In the data, extract each line that holds the string "EffectAccumulator".
____ MATERIAL FOR THE TASK
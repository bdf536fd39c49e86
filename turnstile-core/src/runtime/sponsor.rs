use rand::rngs::StdRng;

use crate::{
    Behavior, BehaviorRegistry, CheckpointError, Effect, EffectAccumulator, Memento, Output, Token,
    Value,
};

use super::{AddressSpace, sequencer::Sequencer};

/// The capability to create actors and send messages.
///
/// Everything a sponsor does is recorded in the active effect of its
/// accumulator. Nothing is visible in the address space or the queue until
/// that effect is committed.
pub(crate) struct Sponsor<'a> {
    pub(crate) effect: &'a mut EffectAccumulator,
    pub(crate) sequencer: &'a mut Sequencer,
    pub(crate) rng: &'a mut StdRng,
    pub(crate) registry: &'a BehaviorRegistry,
    pub(crate) space: &'a AddressSpace,
    /// An effect the log refused, still waiting to be committed.
    pub(crate) stalled: Option<&'a Effect>,
}

impl Sponsor<'_> {
    pub(crate) fn create(
        &mut self,
        behavior: Behavior,
        state: Value,
        token: Option<Token>,
    ) -> Result<Token, CheckpointError> {
        self.registry.check(&behavior)?;
        let domain = self.sequencer.domain().to_string();
        let token = match token {
            Some(token) => {
                if !token.is_local_to(&domain) {
                    return Err(CheckpointError::ForeignToken { token, domain });
                }
                let pending = self
                    .effect
                    .active()
                    .into_iter()
                    .chain(self.stalled)
                    .any(|e| e.created.contains_key(&token));
                if pending || self.space.contains(&token) {
                    return Err(CheckpointError::DuplicateActor(token));
                }
                token
            }
            None => Token::generate(&mut *self.rng, &domain),
        };
        let memento = Memento {
            token: token.clone(),
            state,
            behavior,
        };
        memento.check_encodable()?;
        self.effect.add_context(memento)?;
        Ok(token)
    }

    pub(crate) fn send(&mut self, token: Token, message: Value) -> Result<(), CheckpointError> {
        if !self.effect.is_active() {
            return Err(CheckpointError::NoActiveEffect);
        }
        if !message.is_encodable() {
            return Err(CheckpointError::Unencodable(format!("message for {token}")));
        }
        if token.is_local_to(self.sequencer.domain()) {
            let event = self.sequencer.stamp(token, message);
            self.effect.add_event(event)
        } else {
            self.effect.add_output(Output {
                address: token,
                message,
            })
        }
    }
}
________
■ OUTPUT FOR THIS TASK ■
    Behavior, BehaviorRegistry, CheckpointError, Effect, EffectAccumulator, Memento, Output, Token,
    pub(crate) effect: &'a mut EffectAccumulator,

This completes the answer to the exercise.